The history of Turkmenistan in the Middle Ages begins with the invasion of the Arabs in Central Asia. In the VIII. In the VIII century the Arabs defeated the Sassanid Empire and brought Islam to the territory of Turkmenistan. In 776-783 the population took part in the uprising against the Arabs led by Hurramit Hashim ibn Hakim (Muqanna). In the 9th century the Arab rule in Turkmenistan ended and was revived by the Tahirids and Samanids.
The Ghaznavids, who in the X. Century, ended the rule of the Samanids and began their own era. The Oghuz-Turkmen movement in the XI-XII. Centuries led to the formation of a great empire, which spread from Central Asia to Syria and Palestine and was led by the Seljuk dynasty.
The Seljuk sultans paid great attention to science, art and construction. The most magnificent building of the Seljuk period is undoubtedly the Mausoleum of Sultan Sanjar in Merv, created by the brilliant architect Muhammad ibn Atsiz of Serakhs. The synthesis of the traditions of ancient architectural planning with the rich ornamentation of the Oguz tribes in the Seljuk period produced magnificent architectural creations, most of which have been preserved to this day. They are the invaluable historical and cultural heritage of the Turkmen nation.
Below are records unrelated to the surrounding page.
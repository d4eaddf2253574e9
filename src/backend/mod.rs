// SPDX-License-Identifier: MIT OR Apache-2.0
// Copyright (c) 2025 pipetopo contributors

//! Execution backend boundary
//!
//! The engines never talk to the backend themselves. Host surfaces relay the
//! one-way "start", "cancel" and "persist order" requests through a
//! [`RunBackend`], and may use it as a snapshot source.

mod command;
mod dry_run;

pub use command::CommandBackend;
pub use dry_run::{BackendRequest, DryRunBackend};

use async_trait::async_trait;

use crate::errors::TopoResult;
use crate::grouping::StepRun;
use crate::topology::SortOrderRequest;

/// Requests the host can relay to the execution backend.
///
/// Requests are fire-and-forget: nothing is retried or deduplicated, and
/// callers observe the effect by polling again.
#[async_trait]
pub trait RunBackend: Send + Sync {
    /// Short name used in logs
    fn name(&self) -> &'static str;

    /// Start the run instance `run_id`
    async fn start_run(&self, run_id: u64) -> TopoResult<()>;

    /// Cancel the run instance `run_id`
    async fn cancel_run(&self, run_id: u64) -> TopoResult<()>;

    /// Persist the full order of a pipeline's stages and steps
    async fn persist_order(&self, pipeline_id: Option<u64>, order: &SortOrderRequest) -> TopoResult<()>;

    /// Fetch the current run snapshot
    async fn fetch_runs(&self) -> TopoResult<Vec<StepRun>>;

    /// Fail when the backend cannot be used
    async fn check_available(&self) -> TopoResult<()>;
}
In the XII century the Turkmen living on the territory of Turkmenistan fell under the rule of the Khorezmshahs: in 1141 Ala ad-Din plundered Atsyz Merv and in 1193 Ala ad-Din annexed Tekeş finally the territories of Turkmenistan to Khorezm. At that time, the Turkmen who had moved to the West already had their own state association, the Sultanate of Konya, whose territory became the core of the education of the Turkish people.
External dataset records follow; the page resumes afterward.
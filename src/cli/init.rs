// SPDX-License-Identifier: MIT OR Apache-2.0
// Copyright (c) 2025 pipetopo contributors

//! Init command - write a default configuration file

use colored::Colorize;
use miette::Result;
use std::path::Path;

use crate::config::generate_default_config;

/// Name of the file written by `init`
pub const CONFIG_FILE: &str = ".pipetopo.yaml";

/// Run the init command
pub async fn run(force: bool, verbose: bool) -> Result<()> {
    println!("{}", "Initializing pipetopo configuration...".bold());
    println!();

    if Path::new(CONFIG_FILE).exists() && !force {
        return Err(miette::miette!(
            help = "Pass --force to overwrite it",
            "{} already exists",
            CONFIG_FILE
        ));
    }

    let content = generate_default_config();
    std::fs::write(CONFIG_FILE, &content)
        .map_err(|e| miette::miette!("Failed to write {}: {}", CONFIG_FILE, e))?;

    println!("  {} Created {}", "✓".green(), CONFIG_FILE);
    println!();
    println!("Next steps:");
    println!("  1. Set the backend commands in {}", CONFIG_FILE.cyan());
    println!("  2. Run {} on an exported run snapshot", "pipetopo status runs.json".cyan());
    println!();

    if verbose {
        println!("{}", "Generated configuration:".dimmed());
        println!("{}", "─".repeat(50).dimmed());
        println!("{}", content.dimmed());
    }

    Ok(())
}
During the rule of Sultan Zhaloliddin Khorezmshah, the Khorezmshahs conquered Iran, Iraq, all of Central Asia and Northern India. Their dynasty began to dominate the great state in the East. They built a civilisation that was superior to their contemporaries in culture, art and architecture.
The Ma’mun Academy in Gurgandja was one of the largest scientific centres at that time. Famous scientists studied at this scientific institute, such as Al-Khorazmiy, Al-Samani, Abu Ali ib Sina (Avicenna), who invented over 700 drugs in the pharmaceutical world history, the great mathematician Abu Rayhan Al-Beruni and others. The strong armies of the Mongols took advantage of the external and internal unrest in Khorezm and launched an attack at the end of 1219.
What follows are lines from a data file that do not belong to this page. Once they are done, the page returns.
// SPDX-License-Identifier: MIT OR Apache-2.0
// Copyright (c) 2025 pipetopo contributors

//! Tree commands - show, select, move and flatten a pipeline tree

use colored::Colorize;
use miette::Result;
use std::path::{Path, PathBuf};

use super::{print_json, AppContext, OutputFormat};
use crate::topology::{load_tree, save_tree, MoveOutcome, MovePosition, NodeKey, TopologyEditor};
use crate::utils::{code, create_spinner, print_success, print_warning};

fn open(file: &Path) -> Result<TopologyEditor> {
    let shape = load_tree(file)?;
    Ok(TopologyEditor::load(&shape))
}

/// Run the tree command
pub async fn run_tree(file: PathBuf, format: OutputFormat) -> Result<()> {
    let editor = open(&file)?;

    match format {
        OutputFormat::Json => print_json(&editor.to_shape()),
        OutputFormat::Text => {
            print!("{}", editor.render());
            Ok(())
        }
    }
}

/// Run the select command
pub async fn run_select(file: PathBuf, key: NodeKey, format: OutputFormat) -> Result<()> {
    let editor = open(&file)?;
    let target = editor.select(&key).ok_or_else(|| {
        miette::miette!(
            help = "Run 'pipetopo tree' to list the node keys",
            "No node '{}' in {}",
            key,
            file.display()
        )
    })?;

    match format {
        OutputFormat::Json => print_json(&serde_json::json!({
            "key": key,
            "target": target,
            "route": target.route(),
        })),
        OutputFormat::Text => {
            println!("{}", target.route());
            Ok(())
        }
    }
}

/// Options of the move command
#[derive(Debug, Clone, Copy)]
pub struct MoveOptions {
    pub write: bool,
    pub persist: bool,
    pub dry_run: bool,
}

/// Run the move command
pub async fn run_move(
    ctx: &AppContext,
    file: PathBuf,
    source: NodeKey,
    position: MovePosition,
    target: NodeKey,
    options: MoveOptions,
) -> Result<()> {
    let mut editor = open(&file)?;

    if let MoveOutcome::Rejected(reason) = editor.move_node(&source, &target, position) {
        print_warning(&format!(
            "Not moved: {} {} {} ({})",
            source, position, target, reason
        ));
        return Ok(());
    }

    print_success(&format!("Moved {} {} {}", source, position, target));
    if ctx.verbose {
        print!("{}", editor.render());
    }

    if options.write {
        save_tree(&file, &editor.to_shape())?;
        print_success(&format!("Wrote {}", file.display()));
    }

    if options.persist {
        persist(ctx, &editor, options.dry_run).await?;
    } else if !options.write {
        println!(
            "  {}",
            format!("Nothing saved; pass {} or {}", code("--write"), code("--persist")).dimmed()
        );
    }

    Ok(())
}

/// Run the flatten command
pub async fn run_flatten(
    ctx: &AppContext,
    file: PathBuf,
    request: bool,
    persist_order: bool,
    dry_run: bool,
) -> Result<()> {
    let editor = open(&file)?;

    if persist_order {
        return persist(ctx, &editor, dry_run).await;
    }

    if request {
        print_json(&editor.sort_request())
    } else {
        print_json(&editor.flatten())
    }
}

async fn persist(ctx: &AppContext, editor: &TopologyEditor, dry_run: bool) -> Result<()> {
    let order = editor.sort_request();
    let backend = ctx.ready_backend(dry_run).await?;

    let spinner = create_spinner("Saving order...");
    let result = backend.persist_order(editor.pipeline_id(), &order).await;
    spinner.finish_and_clear();
    result?;

    let prefix = if dry_run { "Would persist" } else { "Persisted" };
    print_success(&format!(
        "{} order of {} stages and {} steps",
        prefix,
        order.stages.len(),
        order.steps.len()
    ));

    Ok(())
}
At the beginning of 1219, the territory of Turkmenistan, which was under the control of Khorezm, was devastated by the Mongol invasion. The cities of Merv and Urgench were turned into ruins. Some sources claim that about one million people were killed by Mongols during this war. Mongolian invasions have greatly changed the economic and cultural life of Turkmenistan and Khorezm. Libraries, dams, mosques and scientific institutions were destroyed, and hundreds and thousands of people were ruthlessly executed.
After the fall of the Mongol Empire due to internal unrest, Amir Timur (Tamerlan) brought the Turkish tribes together and formed a powerful state, restoring stability in Turkestan. This was the golden age of the history of Turkmenistan in the Middle Ages.
After conquering Khorezm and most of Turkmenistan in 1388, Amir Timur (Tamerlan), who extinguished the Golden Horde, extended the territory of his rule northwards. During the Mongol period and the reign of Amir Timur (Tamerlan), many Turkmen tribes such as Teke, Salur, Yamut and Yersaru moved from Turkmenistan to Iran, Iraq, the Caucasus and Turkey. And such tribes as the Turkmen Akkoyunlu (white sheep) and Karakoyunlu (black sheep), who founded states in western and northern Iran and in eastern Anatolia, established a great civilization between the XIII and XVI centuries. According to historical sources, Bairam Khan, who gained a good reputation during his campaign to India, was a native Turkman of the Karakoyunlu.
When the Uzbek Khan Shaibani-khan, who replaced Amir Timur (Tamerlan), was defeated by Shah Ismail in Merv in 1510, Turkmenistan was conquered by Safavids, but the Turkmen who lived in Khorezm and united with the Uzbeks did not allow Safavids to expand in the region for a long time.